An amused smile went around that part of the audience which overheard Ted's shrilly given explanation.

Pictures from the "Idylls of the King" followed in rapid succession, and then came the prettiest of all, being the one in which Keith was made a knight. Virginia as queen, her short black hair covered by a powdered wig, and a long court-train sweeping behind her, stood touching his shoulder with the jewel-hilted sword, as he knelt at her feet. Lloyd and Sally Fairfax, Julia Ferris, and a dozen other pretty girls of the neighbourhood, helped to fill out the gay court scene, while all the boys that could be persuaded to take part were dressed up for heralds, guardsmen, pages, and knights. That tableau had to be shown four times, and then the audience kept on applauding as if they never intended to stop.

The last one in this series of tableaux was the Hall of the Shields, as Keith had described it to Jonesy. A whole row of dazzling shields hung across the back of the stage, emblazoned with the arms of all the old knights whose names have come down to us in song or story. Then for the first time that evening Miss Bond came out on the stage where she could be seen, and told the story of the death of King Arthur, and the passing away of the order of the Round Table. She told it so well that little Ted Fairfax listened with his mouth open, seeming to see the great arm that rose out of the water to take back the king's sword into the sea, from which it had been given him. An arm like a giant's, "clothed in white samite, mystic, wonderful, that caught the sword by the hilt, flourished it three times, and drew it under the mere."

"True, 'the old order changeth,'" said Miss Bond, "but knighthood has not passed away. The flower of chivalry has blossomed anew in this new world, and America, too, has her Hall of the Shields."

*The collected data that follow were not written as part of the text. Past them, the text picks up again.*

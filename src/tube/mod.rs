//! Airflow-driven waveguide resonator and its polyphonic bank.

pub mod controls;
pub mod engine;
pub mod poly;
pub mod waveguide;

pub use engine::TubeUnitEngine;
pub use poly::TubeBank;
pub use waveguide::DelayLine;
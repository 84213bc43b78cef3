//! Scope widget

use ratatui::{
    layout::Rect,
    style::{Color, Style},
    symbols,
    widgets::{Axis, Block, Borders, Chart, Dataset, GraphType},
    Frame,
};

/// Samples drawn per frame; the rest of the buffer is trigger search room
const SCOPE_WINDOW: usize = 1024;

/// Index of the last rising zero crossing that still leaves a full window
/// after it, so a periodic signal holds still on screen.
fn trigger_point(samples: &[f32]) -> usize {
    let limit = samples.len().saturating_sub(SCOPE_WINDOW);
    (1..=limit)
        .rev()
        .find(|&i| samples[i - 1] <= 0.0 && samples[i] > 0.0)
        .unwrap_or(limit)
}

/// Render the resonator output, rescaled to its own peak
pub fn render_waveform(frame: &mut Frame, area: Rect, samples: &[f32]) {
    let start = trigger_point(samples);
    let window = &samples[start..samples.len().min(start + SCOPE_WINDOW)];

    let peak = window.iter().fold(0.0f32, |m, s| m.max(s.abs()));
    let range = f64::from(peak.max(0.05)) * 1.1;

    let data: Vec<(f64, f64)> = window
        .iter()
        .enumerate()
        .map(|(i, &sample)| (i as f64 / SCOPE_WINDOW as f64, f64::from(sample)))
        .collect();

    let dataset = Dataset::default()
        .marker(symbols::Marker::Braille)
        .graph_type(GraphType::Line)
        .style(Style::default().fg(Color::Cyan))
        .data(&data);

    let block = Block::default()
        .title(format!(" Output  peak {peak:.3} "))
        .borders(Borders::ALL);

    let chart = Chart::new(vec![dataset])
        .block(block)
        .x_axis(
            Axis::default()
                .bounds([0.0, 1.0])
                .style(Style::default().fg(Color::DarkGray)),
        )
        .y_axis(
            Axis::default()
                .bounds([-range, range])
                .style(Style::default().fg(Color::DarkGray)),
        );

    frame.render_widget(chart, area);
}
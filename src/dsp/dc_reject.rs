use std::f32::consts::TAU;

use crate::clamp_sample_rate;
use crate::dsp::control::clamp;

/*
DC Rejection
============

The mesh and waveguide are nonlinear: curl, pre-tension and airflow all
bias the output away from zero. A one-pole high-pass removes that subsonic
offset before the limiter sees it, so the limiter does not waste headroom
on a signal nobody can hear.

The filter is the discrete RC high-pass:

    y[n] = a × (y[n−1] + x[n] − x[n−1])
    a    = 1 / (1 + 2π × fc / fs)

For any positive corner and sample rate, 0 < a < 1, so the recursion is
stable. A constant input makes x[n] − x[n−1] zero after the first sample,
leaving y[n] = a × y[n−1], which decays geometrically to zero.

`a` is a control-rate coefficient: it is recomputed only when the corner or
the sample rate actually changes, never per sample.
*/

pub const DC_REJECT_MIN_HZ: f32 = 20.0;
pub const DC_REJECT_MAX_HZ: f32 = 400.0;
pub const DC_REJECT_DEFAULT_HZ: f32 = 20.0;

/// Single-channel one-pole high-pass.
#[derive(Debug, Clone)]
pub struct DcRejectFilter {
    corner_hz: f32,
    sample_rate: f32,
    coeff: f32,
    prev_input: f32,
    prev_output: f32,
}

impl DcRejectFilter {
    pub fn new(corner_hz: f32, sample_rate: f32) -> Self {
        let corner_hz = clamp(corner_hz, DC_REJECT_MIN_HZ, DC_REJECT_MAX_HZ);
        let sample_rate = clamp_sample_rate(sample_rate);
        Self {
            corner_hz,
            sample_rate,
            coeff: Self::coefficient(corner_hz, sample_rate),
            prev_input: 0.0,
            prev_output: 0.0,
        }
    }

    #[inline]
    fn coefficient(corner_hz: f32, sample_rate: f32) -> f32 {
        1.0 / (1.0 + TAU * corner_hz / sample_rate)
    }

    /// Set the corner frequency, clamped to [20, 400] Hz.
    pub fn set_corner(&mut self, corner_hz: f32) {
        let corner_hz = clamp(corner_hz, DC_REJECT_MIN_HZ, DC_REJECT_MAX_HZ);
        if corner_hz != self.corner_hz {
            self.corner_hz = corner_hz;
            self.coeff = Self::coefficient(self.corner_hz, self.sample_rate);
        }
    }

    pub fn set_sample_rate(&mut self, sample_rate: f32) {
        let sample_rate = clamp_sample_rate(sample_rate);
        if sample_rate != self.sample_rate {
            self.sample_rate = sample_rate;
            self.coeff = Self::coefficient(self.corner_hz, self.sample_rate);
        }
    }

    pub fn corner(&self) -> f32 {
        self.corner_hz
    }

    #[inline]
    pub fn apply(&mut self, sample: f32) -> f32 {
        let out = self.coeff * (self.prev_output + sample - self.prev_input);
        self.prev_input = sample;
        self.prev_output = out;
        out
    }

    pub fn reset(&mut self) {
        self.prev_input = 0.0;
        self.prev_output = 0.0;
    }
}

/// A matched pair of [`DcRejectFilter`]s sharing one corner.
#[derive(Debug, Clone)]
pub struct StereoDcReject {
    left: DcRejectFilter,
    right: DcRejectFilter,
}

impl StereoDcReject {
    pub fn new(corner_hz: f32, sample_rate: f32) -> Self {
        Self {
            left: DcRejectFilter::new(corner_hz, sample_rate),
            right: DcRejectFilter::new(corner_hz, sample_rate),
        }
    }

    pub fn set_corner(&mut self, corner_hz: f32) {
        self.left.set_corner(corner_hz);
        self.right.set_corner(corner_hz);
    }

    pub fn set_sample_rate(&mut self, sample_rate: f32) {
        self.left.set_sample_rate(sample_rate);
        self.right.set_sample_rate(sample_rate);
    }

    pub fn corner(&self) -> f32 {
        self.left.corner()
    }

    #[inline]
    pub fn apply(&mut self, left: f32, right: f32) -> (f32, f32) {
        (self.left.apply(left), self.right.apply(right))
    }

    pub fn reset(&mut self) {
        self.left.reset();
        self.right.reset();
    }
}

impl Default for StereoDcReject {
    fn default() -> Self {
        Self::new(DC_REJECT_DEFAULT_HZ, 48_000.0)
    }
}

Just a moment the curtains were drawn together, and then were widely parted again, as a chorus of voices rang out with the words:

"Hail, Columbia, happy land;
Hail, ye heroes, heaven-born band!"

In that moment, on every shield had been hung the pictured face of some well-known man who had helped to make his country a power among the nations; presidents, patriots, philanthropists, statesmen, inventors, and poets,--there they were, from army and navy, city and farm, college halls and humble cabins,--a long, long line, and the first was Washington, and the last was the "Hero of Manila."

Cheer after cheer went up, and it might have been well to have ended the programme there, but to satisfy the military-loving little Ginger, one more was added.